Thursday, 24 March 2011
VAT trap for gung-ho builders
Issues of Stamp Duty (SDLT) and VAT don’t usually feature in this blog, but my attention has been drawn to a recent decision of the First Tier Tribunal (Tax), released on 2 March, Abbeytrust Homes Ltd v HMRC  UKFTT 150 (TC), which must ring alarm bells for anyone who goes ahead with the construction of a new dwelling without first getting planning permission.
In this case the Tribunal decided that construction services supplied in the course of construction of a new dwelling were standard-rated because the relevant provision in Schedule 8 to the Value Added Tax Act 1994 requires that in order for such a supply to be zero-rated “statutory planning consent has been granted in respect of that dwelling and its construction or conversion has been carried out in accordance with that consent”.
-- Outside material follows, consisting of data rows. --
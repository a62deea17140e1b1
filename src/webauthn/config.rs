//! Relying party configuration and origin validation
//!
//! The configuration is validated once when the engine is built. Allowed
//! origins are pre-parsed into lower-cased (scheme, host) pairs so that
//! every ceremony only has to parse the candidate origin.

use std::fmt;
use std::str::FromStr;

use serde::{Deserialize, Serialize};
use url::Url;

use super::errors::WebAuthnError;

/// Attestation conveyance preference sent to the client
#[derive(Debug, Clone, Copy, PartialEq, Eq, Default, Serialize, Deserialize)]
#[serde(rename_all = "lowercase")]
pub enum AttestationPreference {
    #[default]
    None,
    Indirect,
    Packed,
}

impl AttestationPreference {
    #[must_use]
    pub const fn as_str(self) -> &'static str {
        match self {
            Self::None => "none",
            Self::Indirect => "indirect",
            Self::Packed => "packed",
        }
    }
}

impl FromStr for AttestationPreference {
    type Err = WebAuthnError;

    fn from_str(s: &str) -> Result<Self, Self::Err> {
        match s {
            "none" => Ok(Self::None),
            "indirect" => Ok(Self::Indirect),
            "packed" => Ok(Self::Packed),
            other => Err(WebAuthnError::UnsupportedAttestationPreference(
                other.to_string(),
            )),
        }
    }
}

impl fmt::Display for AttestationPreference {
    fn fmt(&self, f: &mut fmt::Formatter<'_>) -> fmt::Result {
        f.write_str(self.as_str())
    }
}

/// User verification requirement for ceremonies
#[derive(Debug, Clone, Copy, PartialEq, Eq, Default, Serialize, Deserialize)]
#[serde(rename_all = "lowercase")]
pub enum UserVerificationRequirement {
    Required,
    #[default]
    Preferred,
    Discouraged,
}

impl UserVerificationRequirement {
    #[must_use]
    pub const fn as_str(self) -> &'static str {
        match self {
            Self::Required => "required",
            Self::Preferred => "preferred",
            Self::Discouraged => "discouraged",
        }
    }
}

impl FromStr for UserVerificationRequirement {
    type Err = WebAuthnError;

    fn from_str(s: &str) -> Result<Self, Self::Err> {
        match s {
            "required" => Ok(Self::Required),
            "preferred" => Ok(Self::Preferred),
            "discouraged" => Ok(Self::Discouraged),
            other => Err(WebAuthnError::InvalidUserVerification(other.to_string())),
        }
    }
}

impl fmt::Display for UserVerificationRequirement {
    fn fmt(&self, f: &mut fmt::Formatter<'_>) -> fmt::Result {
        f.write_str(self.as_str())
    }
}

/// Relying party identity and ceremony defaults
#[derive(Debug, Clone, PartialEq, Eq, Serialize, Deserialize)]
pub struct RelyingPartyConfig {
    /// Relying Party ID (e.g., "example.com")
    pub rp_id: String,
    /// Relying Party display name (e.g., "Example Corp")
    pub rp_display_name: String,
    /// Allowed origins (e.g., `https://example.com`, `https://login.example.com:2137`)
    pub rp_origins: Vec<String>,
    /// Timeout advertised to the client, in milliseconds
    pub timeout_ms: u32,
    pub user_verification: UserVerificationRequirement,
    pub attestation: AttestationPreference,
}

impl RelyingPartyConfig {
    /// Validate the configuration and pre-parse its origins
    ///
    /// # Errors
    /// Returns a configuration error if:
    /// - The origin list is empty
    /// - The RP ID or display name is empty
    /// - The timeout is zero
    /// - Any origin fails URL parsing or lacks a scheme or host
    pub fn validate(&self) -> Result<OriginValidator, WebAuthnError> {
        if self.rp_origins.is_empty() {
            return Err(WebAuthnError::NoOrigins);
        }
        if self.rp_id.is_empty() {
            return Err(WebAuthnError::EmptyRpId);
        }
        if self.rp_display_name.is_empty() {
            return Err(WebAuthnError::EmptyRpDisplayName);
        }
        if self.timeout_ms == 0 {
            return Err(WebAuthnError::InvalidTimeout);
        }
        OriginValidator::new(&self.rp_origins)
    }
}

/// An allowed origin reduced to its lower-cased scheme and host
#[derive(Debug, Clone, PartialEq, Eq, Hash)]
pub struct NormalizedOrigin {
    scheme: String,
    host: String,
}

impl NormalizedOrigin {
    /// Parse an origin into its (scheme, host) pair
    ///
    /// The host is the authority exactly as written, so an explicit port
    /// (`example.com:1234`, and also `example.com:443`) stays part of it.
    /// Returns `Ok(None)` when the string is a URL without a host.
    fn parse(origin: &str) -> Result<Option<Self>, url::ParseError> {
        let url = Url::parse(origin)?;
        if url.host_str().map_or(true, str::is_empty) {
            return Ok(None);
        }
        let Some(host) = authority(origin) else {
            return Ok(None);
        };
        Ok(Some(Self {
            scheme: url.scheme().to_ascii_lowercase(),
            host: host.to_ascii_lowercase(),
        }))
    }

    #[must_use]
    pub fn scheme(&self) -> &str {
        &self.scheme
    }

    #[must_use]
    pub fn host(&self) -> &str {
        &self.host
    }
}

/// Host and port of a `scheme://authority/...` string, without user info
///
/// `Url` drops default ports, which would make `https://example.com:443`
/// equal to `https://example.com`.
fn authority(origin: &str) -> Option<&str> {
    let (_, rest) = origin.split_once("://")?;
    let end = rest
        .find(|c| matches!(c, '/' | '?' | '#'))
        .unwrap_or(rest.len());
    let authority = &rest[..end];
    let host = authority.rsplit_once('@').map_or(authority, |(_, h)| h);
    (!host.is_empty()).then_some(host)
}

/// Case-insensitive matcher over the configured origins
#[derive(Debug, Clone)]
pub struct OriginValidator {
    allowed: Vec<NormalizedOrigin>,
}

impl OriginValidator {
    /// Build a validator from configured origin strings
    ///
    /// # Errors
    /// Returns `NoOrigins` for an empty list and `InvalidOrigin` for an
    /// origin that cannot be parsed or lacks a scheme or host.
    pub fn new(origins: &[String]) -> Result<Self, WebAuthnError> {
        if origins.is_empty() {
            return Err(WebAuthnError::NoOrigins);
        }
        let allowed = origins
            .iter()
            .map(|origin| match NormalizedOrigin::parse(origin) {
                Ok(Some(parsed)) => Ok(parsed),
                Ok(None) => Err(WebAuthnError::InvalidOrigin {
                    origin: origin.clone(),
                    reason: "missing scheme or host".to_string(),
                }),
                Err(e) => Err(WebAuthnError::InvalidOrigin {
                    origin: origin.clone(),
                    reason: e.to_string(),
                }),
            })
            .collect::<Result<Vec<_>, _>>()?;
        Ok(Self { allowed })
    }

    /// Check a client-reported origin against the allowed list
    ///
    /// Only scheme and host (including an explicit port) take part in the
    /// comparison, both case-insensitively.
    ///
    /// # Errors
    /// Returns `OriginParse` if the origin is not a URL and
    /// `OriginNotAllowed` if it matches no configured origin.
    pub fn is_allowed_origin(&self, origin: &str) -> Result<bool, WebAuthnError> {
        let candidate =
            NormalizedOrigin::parse(origin).map_err(|source| WebAuthnError::OriginParse {
                origin: origin.to_string(),
                source,
            })?;
        match candidate {
            Some(candidate) if self.allowed.contains(&candidate) => Ok(true),
            _ => Err(WebAuthnError::OriginNotAllowed(origin.to_string())),
        }
    }

    /// Normalized allowed origins, in configuration order
    #[must_use]
    pub fn allowed(&self) -> &[NormalizedOrigin] {
        &self.allowed
    }
}

#[cfg(test)]
mod tests {
    use super::*;
    use crate::webauthn::errors::ErrorKind;

    fn config() -> RelyingPartyConfig {
        RelyingPartyConfig {
            rp_id: "example.com".to_string(),
            rp_display_name: "Example".to_string(),
            rp_origins: vec![
                "https://example.com".to_string(),
                "https://login.example.com:2137".to_string(),
            ],
            timeout_ms: 60_000,
            user_verification: UserVerificationRequirement::Preferred,
            attestation: AttestationPreference::None,
        }
    }

    #[test]
    fn test_valid_config_normalizes_origins() {
        let validator = config().validate().unwrap();
        let hosts: Vec<&str> = validator.allowed().iter().map(NormalizedOrigin::host).collect();
        assert_eq!(hosts, vec!["example.com", "login.example.com:2137"]);
        assert!(validator.allowed().iter().all(|o| o.scheme() == "https"));
    }

    #[test]
    fn test_invalid_configs_rejected() {
        let mut c = config();
        c.rp_origins.clear();
        assert!(matches!(c.validate(), Err(WebAuthnError::NoOrigins)));

        let mut c = config();
        c.rp_id.clear();
        assert!(matches!(c.validate(), Err(WebAuthnError::EmptyRpId)));

        let mut c = config();
        c.rp_display_name.clear();
        assert!(matches!(c.validate(), Err(WebAuthnError::EmptyRpDisplayName)));

        let mut c = config();
        c.timeout_ms = 0;
        assert!(matches!(c.validate(), Err(WebAuthnError::InvalidTimeout)));

        for bad in ["not a url", "localhost:8080", "/relative/path"] {
            let mut c = config();
            c.rp_origins = vec![bad.to_string()];
            let err = c.validate().unwrap_err();
            assert!(
                matches!(err, WebAuthnError::InvalidOrigin { .. }),
                "origin {bad} should be rejected, got {err:?}"
            );
            assert_eq!(err.kind(), ErrorKind::Config);
        }
    }

    #[test]
    fn test_origin_matching_is_case_insensitive() {
        let validator = config().validate().unwrap();
        assert!(validator.is_allowed_origin("HTTPS://Example.COM").unwrap());
        assert!(validator.is_allowed_origin("https://example.com/some/path").unwrap());
        assert!(validator
            .is_allowed_origin("https://LOGIN.example.com:2137")
            .unwrap());
    }

    #[test]
    fn test_port_is_part_of_host() {
        let validator = config().validate().unwrap();
        assert!(matches!(
            validator.is_allowed_origin("https://example.com:1234"),
            Err(WebAuthnError::OriginNotAllowed(_))
        ));
        assert!(matches!(
            validator.is_allowed_origin("https://login.example.com"),
            Err(WebAuthnError::OriginNotAllowed(_))
        ));
    }

    #[test]
    fn test_default_port_is_not_implied() {
        let validator = config().validate().unwrap();
        assert!(matches!(
            validator.is_allowed_origin("https://example.com:443"),
            Err(WebAuthnError::OriginNotAllowed(_))
        ));

        let validator =
            OriginValidator::new(&["https://Example.com:443".to_string()]).unwrap();
        assert_eq!(validator.allowed()[0].host(), "example.com:443");
        assert!(validator.is_allowed_origin("https://example.com:443/").unwrap());
        assert!(validator.is_allowed_origin("https://user@example.com:443").unwrap());
        assert!(matches!(
            validator.is_allowed_origin("https://example.com"),
            Err(WebAuthnError::OriginNotAllowed(_))
        ));
    }

    #[test]
    fn test_disallowed_and_unparseable_origins() {
        let validator = config().validate().unwrap();
        assert!(matches!(
            validator.is_allowed_origin("http://example.com"),
            Err(WebAuthnError::OriginNotAllowed(_))
        ));
        assert!(matches!(
            validator.is_allowed_origin("https://evil.com"),
            Err(WebAuthnError::OriginNotAllowed(_))
        ));
        let err = validator.is_allowed_origin("").unwrap_err();
        assert!(matches!(err, WebAuthnError::OriginParse { .. }));
        assert_eq!(err.kind(), ErrorKind::Origin);
    }

    #[test]
    fn test_enum_parsing() {
        assert_eq!(
            "required".parse::<UserVerificationRequirement>().unwrap(),
            UserVerificationRequirement::Required
        );
        assert_eq!(
            "indirect".parse::<AttestationPreference>().unwrap(),
            AttestationPreference::Indirect
        );
        assert!(matches!(
            "sometimes".parse::<UserVerificationRequirement>(),
            Err(WebAuthnError::InvalidUserVerification(_))
        ));
        assert!(matches!(
            "enterprise".parse::<AttestationPreference>(),
            Err(WebAuthnError::UnsupportedAttestationPreference(_))
        ));
        assert_eq!(
            serde_json::to_string(&UserVerificationRequirement::Discouraged).unwrap(),
            "\"discouraged\""
        );
    }
}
The developer did obtain retrospective planning permission, but the Tribunal held that in order for zero rating to apply, planning permission must have been obtained before the VATable supply (of building services) is made. It is clear that the position taken by HMRC is that in order to qualify for zero rating, express planning permission for the construction of a new dwelling is required before work commences and the dwelling must then be constructed in accordance with that permission, and this view was upheld by the Tribunal.
The Tribunal also agreed with HMRC’s contention that if in the course of the supply of construction services the supplier receives payment in advance in respect of those supplies, this brings forward the tax point irrespective of whether or not the supplies of building services have been completed. Section 6(4) of the VAT Act applies when the supplier receives payment before issuing an invoice and fixes the time of supply as the time that the payment is received. So the builder should not even receive an advance payment before planning permission has been issued if zero-rating of the building works is to be preserved.
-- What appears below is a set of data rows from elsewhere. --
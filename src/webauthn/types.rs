//! `WebAuthn` ceremony data model
//!
//! Option and result records exchanged with the client, using the
//! `WebAuthn` JSON field names. Binary fields travel as unpadded base64url.

use serde::{Deserialize, Serialize};

use super::config::{AttestationPreference, UserVerificationRequirement};
use super::cose::CoseAlgorithm;

/// Credential type used in every parameter and descriptor
pub const PUBLIC_KEY_CREDENTIAL_TYPE: &str = "public-key";

/// Serde adapter for byte fields carried as base64url text
pub mod base64url_bytes {
    use base64::engine::general_purpose::URL_SAFE_NO_PAD;
    use base64::Engine;
    use serde::{Deserialize, Deserializer, Serializer};

    /// # Errors
    /// Never fails on its own; propagates serializer errors.
    pub fn serialize<S: Serializer>(bytes: &[u8], serializer: S) -> Result<S::Ok, S::Error> {
        serializer.serialize_str(&URL_SAFE_NO_PAD.encode(bytes))
    }

    /// # Errors
    /// Returns an error if the text is not unpadded base64url.
    pub fn deserialize<'de, D: Deserializer<'de>>(deserializer: D) -> Result<Vec<u8>, D::Error> {
        let text = String::deserialize(deserializer)?;
        URL_SAFE_NO_PAD
            .decode(text.as_bytes())
            .map_err(serde::de::Error::custom)
    }
}

/// The registering or authenticating principal
#[derive(Serialize, Deserialize, Clone, Debug, PartialEq, Eq)]
pub struct UserEntity {
    /// Opaque user handle chosen by the caller
    #[serde(with = "base64url_bytes")]
    pub id: Vec<u8>,
    pub name: String,
    #[serde(rename = "displayName")]
    pub display_name: String,
}

/// Relying party identity sent with registration options
#[derive(Serialize, Deserialize, Clone, Debug, PartialEq, Eq)]
pub struct RelyingPartyEntity {
    pub id: String,
    pub name: String,
}

/// Algorithm offered in `pubKeyCredParams`
#[derive(Serialize, Deserialize, Clone, Debug, PartialEq, Eq)]
pub struct CredentialParameter {
    #[serde(rename = "type")]
    pub type_: String,
    pub alg: i64,
}

impl CredentialParameter {
    #[must_use]
    pub fn public_key(algorithm: CoseAlgorithm) -> Self {
        Self {
            type_: PUBLIC_KEY_CREDENTIAL_TYPE.to_string(),
            alg: algorithm.id(),
        }
    }
}

/// Options for `navigator.credentials.create()`
#[derive(Serialize, Deserialize, Clone, Debug, PartialEq)]
pub struct BeginRegistrationOptions {
    pub challenge: String,
    pub rp: RelyingPartyEntity,
    pub user: UserEntity,
    #[serde(rename = "pubKeyCredParams")]
    pub pub_key_cred_params: Vec<CredentialParameter>,
    pub timeout: u32,
    pub attestation: AttestationPreference,
    #[serde(rename = "userVerification")]
    pub user_verification: UserVerificationRequirement,
}

/// Entry of `allowCredentials`
#[derive(Serialize, Deserialize, Clone, Debug, PartialEq, Eq)]
pub struct PublicKeyCredentialDescriptor {
    #[serde(rename = "type")]
    pub type_: String,
    /// Base64url-encoded credential ID
    pub id: String,
}

impl PublicKeyCredentialDescriptor {
    #[must_use]
    pub fn public_key(id: impl Into<String>) -> Self {
        Self {
            type_: PUBLIC_KEY_CREDENTIAL_TYPE.to_string(),
            id: id.into(),
        }
    }
}

/// Options for `navigator.credentials.get()`
#[derive(Serialize, Deserialize, Clone, Debug, PartialEq)]
pub struct PublicKeyCredentialRequestOptions {
    pub challenge: String,
    pub timeout: u32,
    #[serde(rename = "rpId")]
    pub rp_id: String,
    #[serde(rename = "allowCredentials")]
    pub allow_credentials: Vec<PublicKeyCredentialDescriptor>,
    #[serde(rename = "userVerification")]
    pub user_verification: UserVerificationRequirement,
}

/// Input of the registration finish step
#[derive(Serialize, Deserialize, Clone, Debug, PartialEq, Eq)]
pub struct RegistrationData {
    /// Base64url-encoded client data JSON
    #[serde(rename = "clientDataJSON")]
    pub client_data_json: String,
    /// Base64url-encoded CBOR attestation object
    #[serde(rename = "attestationObject")]
    pub attestation_object: String,
}

/// A newly registered credential
#[derive(Serialize, Deserialize, Clone, Debug, PartialEq, Eq)]
pub struct RegistrationResult {
    /// Base64url-encoded credential ID
    #[serde(rename = "credentialId")]
    pub credential_id: String,
    /// COSE-encoded public key
    #[serde(rename = "publicKey", with = "base64url_bytes")]
    pub public_key: Vec<u8>,
    pub aaguid: String,
    #[serde(rename = "authenticatorName")]
    pub authenticator_name: String,
    #[serde(rename = "signCount")]
    pub sign_count: u32,
}

/// Input of the login finish step
#[derive(Serialize, Deserialize, Clone, Debug, PartialEq, Eq)]
pub struct LoginData {
    #[serde(rename = "clientDataJSON")]
    pub client_data_json: String,
    #[serde(rename = "authenticatorData")]
    pub authenticator_data: String,
    pub signature: String,
    /// Counter persisted after the previous successful ceremony
    #[serde(rename = "storedSignCount")]
    pub stored_sign_count: u32,
    /// COSE public key stored at registration
    #[serde(rename = "publicKey", with = "base64url_bytes")]
    pub public_key: Vec<u8>,
}

/// Result of a successful assertion; the caller must persist `new_sign_count`
#[derive(Serialize, Deserialize, Clone, Copy, Debug, PartialEq, Eq)]
pub struct ValidationOutput {
    #[serde(rename = "newSignCount")]
    pub new_sign_count: u32,
    #[serde(rename = "userVerified")]
    pub user_verified: bool,
}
In this particular case, HMRC had also contended that the building works were standard rated because they involved the demolition and replacement of an existing dwelling, and so did not qualify as the construction of a new dwelling. The Tribunal does not seem to have made a ruling on this point, and I am bound to say (as a planning lawyer, but not a tax lawyer) that such a position would be illogical. There must be many situations in which demolition has to take place before new dwellings can be built. The subsequent erection of the new building must surely qualify as “the supply in the course of the construction of a building designed as a dwelling of any services related to the construction” irrespective of the prior demolition of a pre-existing building.
In our firm we have some fairly high-powered tax lawyers, so I am happy to leave it to them to debate that last point, but as a planning lawyer I see serious implications for my builder clients if they start work on site before a planning permission has been issued or if it is subsequently claimed (whether by the LPA or by HMRC) that the resulting dwelling or dwellings were not erected strictly in accordance with the planning permission.